MintyTrebor / moonNode

A set of node-red nodes to interface with the Moonraker API for Klipper
18 stars 1 forks source link

multiple websocket connection errors #3

Closed jonferreira closed 3 years ago

jonferreira commented 3 years ago

Hi.

As much as I love your node I think there's something inherently wrong with how it uses websocket connections.

24H after deploying the node my klipper host was down.
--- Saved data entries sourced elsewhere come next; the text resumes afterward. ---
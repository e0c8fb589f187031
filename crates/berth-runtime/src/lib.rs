//! Container lifecycle management for Berth.
//!
//! - [`lifecycle`]: create, start, stop, and purge a single container.
//! - [`health`]: point-in-time healthcheck queries.
//! - [`exec`]: run a command in a running container and collect its output.
//! - [`demux`]: decoder for the engine's multiplexed stdout/stderr stream.

#![cfg_attr(test, allow(clippy::expect_used, clippy::unwrap_used))]

pub mod demux;
pub mod exec;
pub mod health;
pub mod lifecycle;
//! Engine endpoint parsing.

use std::fmt;
use std::path::{Path, PathBuf};

use berth_common::error::EngineError;

/// Authority used in request URLs sent over a Unix socket. The engine
/// ignores it; it only has to form a valid URL.
const SOCKET_AUTHORITY: &str = "http://localhost";

/// Where the engine listens and how to address it.
#[derive(Debug, Clone, PartialEq, Eq)]
pub struct Endpoint {
    base: String,
    socket: Option<PathBuf>,
}

impl Endpoint {
    /// Parses an engine host.
    ///
    /// `unix:///path` dials the socket at `path`. `tcp://` and bare
    /// `host:port` map to `http://`, or to `https://` when `tls` is set;
    /// `http://` and `https://` are kept.
    ///
    /// # Errors
    ///
    /// Returns `EngineError::Unsupported` for `npipe://` and other schemes,
    /// for a relative socket path, or for an empty host.
    pub fn parse(host: &str, tls: bool) -> Result<Self, EngineError> {
        let host = host.trim();
        if let Some(path) = host.strip_prefix("unix://") {
            return Self::unix(path);
        }
        let host = host.trim_end_matches('/');
        let plain = if tls { "https" } else { "http" };
        let (scheme, rest) = match host.split_once("://") {
            Some(("tcp", rest)) => (plain, rest),
            Some(("http", rest)) => ("http", rest),
            Some(("https", rest)) => ("https", rest),
            Some((other, _)) => {
                return Err(EngineError::Unsupported(format!(
                    "engine host scheme {other}:// (use unix://, tcp://, http:// or https://)"
                )));
            }
            None => (plain, host),
        };
        if rest.is_empty() {
            return Err(EngineError::Unsupported(format!(
                "engine host {host:?} has no address"
            )));
        }
        Ok(Self {
            base: format!("{scheme}://{rest}"),
            socket: None,
        })
    }

    #[cfg(unix)]
    fn unix(path: &str) -> Result<Self, EngineError> {
        let socket = PathBuf::from(path);
        if !socket.is_absolute() {
            return Err(EngineError::Unsupported(format!(
                "engine socket path {path:?} must be absolute"
            )));
        }
        Ok(Self {
            base: SOCKET_AUTHORITY.to_string(),
            socket: Some(socket),
        })
    }

    #[cfg(not(unix))]
    fn unix(path: &str) -> Result<Self, EngineError> {
        Err(EngineError::Unsupported(format!(
            "unix socket {path} on a platform without unix sockets"
        )))
    }

    /// URL prefix for requests, without a trailing slash.
    #[must_use]
    pub fn base_url(&self) -> &str {
        &self.base
    }

    /// Socket to dial instead of TCP, if any.
    #[must_use]
    pub fn socket(&self) -> Option<&Path> {
        self.socket.as_deref()
    }
}

impl fmt::Display for Endpoint {
    fn fmt(&self, f: &mut fmt::Formatter<'_>) -> fmt::Result {
        match &self.socket {
            Some(path) => write!(f, "unix://{}", path.display()),
            None => f.write_str(&self.base),
        }
    }
}

#[cfg(test)]
mod tests {
    use super::*;

    fn base(host: &str) -> String {
        Endpoint::parse(host, false).unwrap().base_url().to_string()
    }

    #[test]
    fn tcp_maps_to_http() {
        assert_eq!(base("tcp://127.0.0.1:2375"), "http://127.0.0.1:2375");
    }

    #[test]
    fn tcp_maps_to_https_with_tls() {
        let endpoint = Endpoint::parse("tcp://10.0.0.5:2376", true).unwrap();
        assert_eq!(endpoint.base_url(), "https://10.0.0.5:2376");
        assert!(endpoint.socket().is_none());
    }

    #[test]
    fn http_and_https_are_kept() {
        assert_eq!(base("http://engine:2375/"), "http://engine:2375");
        assert_eq!(base("https://engine:2376"), "https://engine:2376");
        let explicit = Endpoint::parse("http://engine:2375", true).unwrap();
        assert_eq!(explicit.base_url(), "http://engine:2375");
    }

    #[test]
    fn bare_address_defaults_to_http() {
        assert_eq!(base("localhost:2375"), "http://localhost:2375");
    }

    #[cfg(unix)]
    #[test]
    fn unix_socket_dials_the_path() {
        let endpoint = Endpoint::parse("unix:///var/run/docker.sock", false).unwrap();
        assert_eq!(endpoint.socket(), Some(Path::new("/var/run/docker.sock")));
        assert_eq!(endpoint.base_url(), "http://localhost");
        assert_eq!(endpoint.to_string(), "unix:///var/run/docker.sock");
    }

    #[cfg(unix)]
    #[test]
    fn relative_socket_path_is_rejected() {
        let err = Endpoint::parse("unix://docker.sock", false).unwrap_err();
        assert!(matches!(err, EngineError::Unsupported(_)));
    }

    #[test]
    fn named_pipe_is_unsupported() {
        let err = Endpoint::parse("npipe:////./pipe/docker_engine", false).unwrap_err();
        assert!(matches!(err, EngineError::Unsupported(_)));
    }

    #[test]
    fn empty_address_is_rejected() {
        assert!(Endpoint::parse("tcp://", false).is_err());
        assert!(Endpoint::parse("", false).is_err());
    }
}
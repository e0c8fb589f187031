//! Fluent API for configuring containers.

use std::time::Duration;

use berth_common::container::{
    ContainerCreateConfig, EndpointConfig, ExposedPort, HealthcheckConfig, HostResources,
    ImageConfig, NetworkConfig, Platform, PortBinding, RestartPolicy,
};
use berth_common::error::{BerthError, Result};

/// Builder for a [`ContainerCreateConfig`].
#[derive(Debug, Default)]
pub struct ContainerBuilder {
    name: String,
    image: ImageConfig,
    host: HostResources,
    network: NetworkConfig,
    platform: Option<Platform>,
}

impl ContainerBuilder {
    /// Creates a new builder with the given container name.
    #[must_use]
    pub fn new(name: impl Into<String>) -> Self {
        Self {
            name: name.into(),
            ..Self::default()
        }
    }

    /// Sets the image reference.
    #[must_use]
    pub fn image(mut self, reference: impl Into<String>) -> Self {
        self.image.image = reference.into();
        self
    }

    /// Sets the command to run inside the container.
    #[must_use]
    pub fn command<I, S>(mut self, cmd: I) -> Self
    where
        I: IntoIterator<Item = S>,
        S: Into<String>,
    {
        self.image.command = cmd.into_iter().map(Into::into).collect();
        self
    }

    /// Overrides the image entrypoint.
    #[must_use]
    pub fn entrypoint<I, S>(mut self, entrypoint: I) -> Self
    where
        I: IntoIterator<Item = S>,
        S: Into<String>,
    {
        self.image.entrypoint = Some(entrypoint.into_iter().map(Into::into).collect());
        self
    }

    /// Adds an environment variable.
    #[must_use]
    pub fn env(mut self, key: impl Into<String>, value: impl Into<String>) -> Self {
        self.image.env.push((key.into(), value.into()));
        self
    }

    /// Adds a label.
    #[must_use]
    pub fn label(mut self, key: impl Into<String>, value: impl Into<String>) -> Self {
        let _ = self.image.labels.insert(key.into(), value.into());
        self
    }

    /// Sets the working directory.
    #[must_use]
    pub fn working_dir(mut self, dir: impl Into<String>) -> Self {
        self.image.working_dir = Some(dir.into());
        self
    }

    /// Sets the user the process runs as.
    #[must_use]
    pub fn user(mut self, user: impl Into<String>) -> Self {
        self.image.user = Some(user.into());
        self
    }

    /// Exposes a container port.
    #[must_use]
    pub fn expose(mut self, port: ExposedPort) -> Self {
        self.image.exposed_ports.push(port);
        self
    }

    /// Publishes a TCP container port on a host port.
    #[must_use]
    pub fn publish(mut self, container_port: u16, host_port: u16) -> Self {
        self.host.port_bindings.push(PortBinding {
            container_port: ExposedPort::tcp(container_port),
            host_ip: None,
            host_port,
        });
        self
    }

    /// Sets an exec-form healthcheck (`CMD ...`) probed every `interval`.
    #[must_use]
    pub fn healthcheck<I, S>(mut self, cmd: I, interval: Duration) -> Self
    where
        I: IntoIterator<Item = S>,
        S: Into<String>,
    {
        let mut test = vec!["CMD".to_string()];
        test.extend(cmd.into_iter().map(Into::into));
        self.image.healthcheck = Some(HealthcheckConfig {
            test,
            interval: Some(interval),
            ..HealthcheckConfig::default()
        });
        self
    }

    /// Sets the memory limit in bytes.
    #[must_use]
    pub const fn memory_limit(mut self, bytes: u64) -> Self {
        self.host.memory_bytes = Some(bytes);
        self
    }

    /// Sets the CPU quota in units of 10^-9 CPUs.
    #[must_use]
    pub const fn nano_cpus(mut self, nano_cpus: u64) -> Self {
        self.host.nano_cpus = Some(nano_cpus);
        self
    }

    /// Sets CPU shares (relative weight).
    #[must_use]
    pub const fn cpu_shares(mut self, shares: u64) -> Self {
        self.host.cpu_shares = Some(shares);
        self
    }

    /// Adds a bind mount in `host:container[:opts]` form.
    #[must_use]
    pub fn bind(mut self, spec: impl Into<String>) -> Self {
        self.host.binds.push(spec.into());
        self
    }

    /// Sets the restart policy.
    #[must_use]
    pub const fn restart_policy(mut self, policy: RestartPolicy) -> Self {
        self.host.restart_policy = policy;
        self
    }

    /// Removes the container automatically when it exits.
    #[must_use]
    pub const fn auto_remove(mut self, enabled: bool) -> Self {
        self.host.auto_remove = enabled;
        self
    }

    /// Sets the network mode, e.g. `bridge` or `host`.
    #[must_use]
    pub fn network_mode(mut self, mode: impl Into<String>) -> Self {
        self.network.mode = Some(mode.into());
        self
    }

    /// Attaches to a named network under the given aliases.
    #[must_use]
    pub fn network<I, S>(mut self, name: impl Into<String>, aliases: I) -> Self
    where
        I: IntoIterator<Item = S>,
        S: Into<String>,
    {
        let _ = self.network.endpoints.insert(
            name.into(),
            EndpointConfig {
                aliases: aliases.into_iter().map(Into::into).collect(),
            },
        );
        self
    }

    /// Constrains the image platform.
    #[must_use]
    pub fn platform(mut self, platform: Platform) -> Self {
        self.platform = Some(platform);
        self
    }

    /// Builds the validated configuration.
    ///
    /// # Errors
    ///
    /// Returns `BerthError::Config` if the image is missing, the name is
    /// invalid, or a resource limit is out of range.
    pub fn build(self) -> Result<ContainerCreateConfig> {
        if self.image.image.is_empty() {
            return Err(BerthError::Config {
                message: format!("container {} needs an image", self.name),
            });
        }
        let mut config = ContainerCreateConfig::new(self.name, self.image)?
            .with_host(self.host)?
            .with_network(self.network);
        if let Some(platform) = self.platform {
            config = config.with_platform(platform);
        }
        Ok(config)
    }
}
Upon investigation it was a multiple of errors caused by too many files open caused by too many websocket connections which in turns flooded the logs with errors and filled up 16Gb SD card.

moonraker.log:

Complete error: 2021-08-16 20:34:56,103 [base_events.py:default_exception_handler()] - Exception in callback BaseAsyncIOLoop._handle_events(11, 1) handle: <Handle BaseAsyncIOLoop._handle_events(11, 1)> Traceback (most recent call last): File "/usr/lib/python3.7/asyncio/events.py", line 88, in _run self._context.run(self._callback, *self._args) File "/home/pi/moonraker-env/lib/python3.7/site-packages/tornado/platform/asyncio.py", line 189, in _handle_events handler_func(fileobj, events) File "/home/pi/moonraker-env/lib/python3.7/site-packages/tornado/netutil.py", line 266, in accept_handler connection, address = sock.accept() File "/usr/lib/python3.7/socket.py", line 212, in accept fd, addr = self._accept() OSError: [Errno 24] Too many open files

I've also noticed that when stopping moonraker I get at least 3 duzen entries of [websockets.py:remove_websocket()] - Websocket Removed: 2764687344 (id is different every time).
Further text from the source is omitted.